Go through the data below and retype all of it exactly.

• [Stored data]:
--- START ---
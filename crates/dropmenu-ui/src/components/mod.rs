pub(crate) mod atoms;
pub(crate) mod dropdown;
pub(crate) mod page;
//! Root shell, layout and routing for the dropdown menus.

use crate::components::dropdown::{MultiLevelDropdown, SingleLevelDropdown, SplitButtonDropdown};
use crate::components::page::Placeholder;
use crate::core::routes::Route;
use crate::core::store::ShellStore;
use crate::core::theme::ThemeMode;
use gloo::console;
use gloo::utils::window;
use menus::{account_items, profile_items, settings_items, theme_setter};
use yew::prelude::*;
use yew_router::prelude::*;
use yewdux::prelude::use_store;

mod menus;

#[function_component(DropmenuApp)]
fn dropmenu_app() -> Html {
    html! {
        <BrowserRouter>
            <Layout />
        </BrowserRouter>
    }
}

#[function_component(Layout)]
fn layout() -> Html {
    html! {
        <div class="text-center mt-9">
            <main>
                <Switch<Route> render={switch} />
                <RootShell />
            </main>
        </div>
    }
}

fn switch(route: Route) -> Html {
    match route {
        Route::Edit => html! { <Placeholder title="Edit profile" body="Profile editing form." /> },
        Route::Profile => html! { <Placeholder title="Profile" body="Public profile overview." /> },
        Route::View => html! { <Placeholder title="Activity" body="Recent account activity." /> },
        Route::Home | Route::NotFound => html! {},
    }
}

#[function_component(RootShell)]
fn root_shell() -> Html {
    let (store, dispatch) = use_store::<ShellStore>();
    let navigator = use_navigator();
    let theme = store.theme;

    use_effect_with_deps(
        move |theme| {
            apply_theme(theme.resolve(prefers_dark()));
            || ()
        },
        theme,
    );

    let account = use_memo(|_| account_items(), ());
    let profile = use_memo(|_| profile_items(), ());
    let settings = use_memo(move |_| settings_items(&theme_setter(&dispatch)), ());
    let view_profile = Callback::from(move |()| match &navigator {
        Some(navigator) => navigator.push(&Route::Profile),
        None => console::error!("profile navigation requires a router"),
    });

    html! {
        <>
            <h1 class="text-2xl font-bold">{format!("Current Theme: {}", theme.as_str())}</h1>
            <div class="mt-20 flex items-center justify-center gap-4">
                <SingleLevelDropdown
                    label="Single dropdown"
                    items={(*account).clone()}
                />
                <SplitButtonDropdown
                    label="View profile"
                    default_action={Some(view_profile)}
                    items={(*profile).clone()}
                />
                <MultiLevelDropdown
                    label="Multi level dropdown"
                    items={(*settings).clone()}
                />
            </div>
        </>
    }
}

fn prefers_dark() -> bool {
    match window().match_media("(prefers-color-scheme: dark)") {
        Ok(Some(query)) => query.matches(),
        Ok(None) => false,
        Err(err) => {
            console::error!("color scheme query failed", err);
            false
        }
    }
}

fn apply_theme(mode: ThemeMode) {
    if let Some(body) = window().document().and_then(|document| document.body()) {
        if let Err(err) = body.set_attribute("data-theme", mode.as_str()) {
            console::error!("theme attribute update failed", err);
        }
    }
}

/// Mount the app on `#root`, or on `<body>` when the page has no root element.
pub fn run_app() {
    console_error_panic_hook::set_once();
    if let Some(root) = gloo::utils::document().get_element_by_id("root") {
        yew::Renderer::<DropmenuApp>::with_root(root).render();
    } else {
        yew::Renderer::<DropmenuApp>::new().render();
    }
}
--- END ---
• [Finished task]:
filename crates/dropmenu-ui/src/components/mod.rs
pub(crate) mod atoms;
pub(crate) mod dropdown;
pub(crate) mod page;
//! Root shell, layout and routing for the dropdown menus.

use crate::components::dropdown::{MultiLevelDropdown, SingleLevelDropdown, SplitButtonDropdown};
use crate::components::page::Placeholder;
use crate::core::routes::Route;
use crate::core::store::ShellStore;
use crate::core::theme::ThemeMode;
use gloo::console;
use gloo::utils::window;
use menus::{account_items, profile_items, settings_items, theme_setter};
use yew::prelude::*;
use yew_router::prelude::*;
use yewdux::prelude::use_store;

mod menus;

#[function_component(DropmenuApp)]
fn dropmenu_app() -> Html {
    html! {
        <BrowserRouter>
            <Layout />
        </BrowserRouter>
    }
}

#[function_component(Layout)]
fn layout() -> Html {
    html! {
        <div class="text-center mt-9">
            <main>
                <Switch<Route> render={switch} />
                <RootShell />
            </main>
        </div>
    }
}

fn switch(route: Route) -> Html {
    match route {
        Route::Edit => html! { <Placeholder title="Edit profile" body="Profile editing form." /> },
        Route::Profile => html! { <Placeholder title="Profile" body="Public profile overview." /> },
        Route::View => html! { <Placeholder title="Activity" body="Recent account activity." /> },
        Route::Home | Route::NotFound => html! {},
    }
}

#[function_component(RootShell)]
fn root_shell() -> Html {
    let (store, dispatch) = use_store::<ShellStore>();
    let navigator = use_navigator();
    let theme = store.theme;

    use_effect_with_deps(
        move |theme| {
            apply_theme(theme.resolve(prefers_dark()));
            || ()
        },
        theme,
    );

    let account = use_memo(|_| account_items(), ());
    let profile = use_memo(|_| profile_items(), ());
    let settings = use_memo(move |_| settings_items(&theme_setter(&dispatch)), ());
    let view_profile = Callback::from(move |()| match &navigator {
        Some(navigator) => navigator.push(&Route::Profile),
        None => console::error!("profile navigation requires a router"),
    });

    html! {
        <>
            <h1 class="text-2xl font-bold">{format!("Current Theme: {}", theme.as_str())}</h1>
            <div class="mt-20 flex items-center justify-center gap-4">
                <SingleLevelDropdown
                    label="Single dropdown"
                    items={(*account).clone()}
                />
                <SplitButtonDropdown
                    label="View profile"
                    default_action={Some(view_profile)}
                    items={(*profile).clone()}
                />
                <MultiLevelDropdown
                    label="Multi level dropdown"
                    items={(*settings).clone()}
                />
            </div>
        </>
    }
}

fn prefers_dark() -> bool {
    match window().match_media("(prefers-color-scheme: dark)") {
        Ok(Some(query)) => query.matches(),
        Ok(None) => false,
        Err(err) => {
            console::error!("color scheme query failed", err);
            false
        }
    }
}

fn apply_theme(mode: ThemeMode) {
    if let Some(body) = window().document().and_then(|document| document.body()) {
        if let Err(err) = body.set_attribute("data-theme", mode.as_str()) {
            console::error!("theme attribute update failed", err);
        }
    }
}

/// Mount the app on `#root`, or on `<body>` when the page has no root element.
pub fn run_app() {
    console_error_panic_hook::set_once();
    if let Some(root) = gloo::utils::document().get_element_by_id("root") {
        yew::Renderer::<DropmenuApp>::with_root(root).render();
    } else {
        yew::Renderer::<DropmenuApp>::new().render();
    }
}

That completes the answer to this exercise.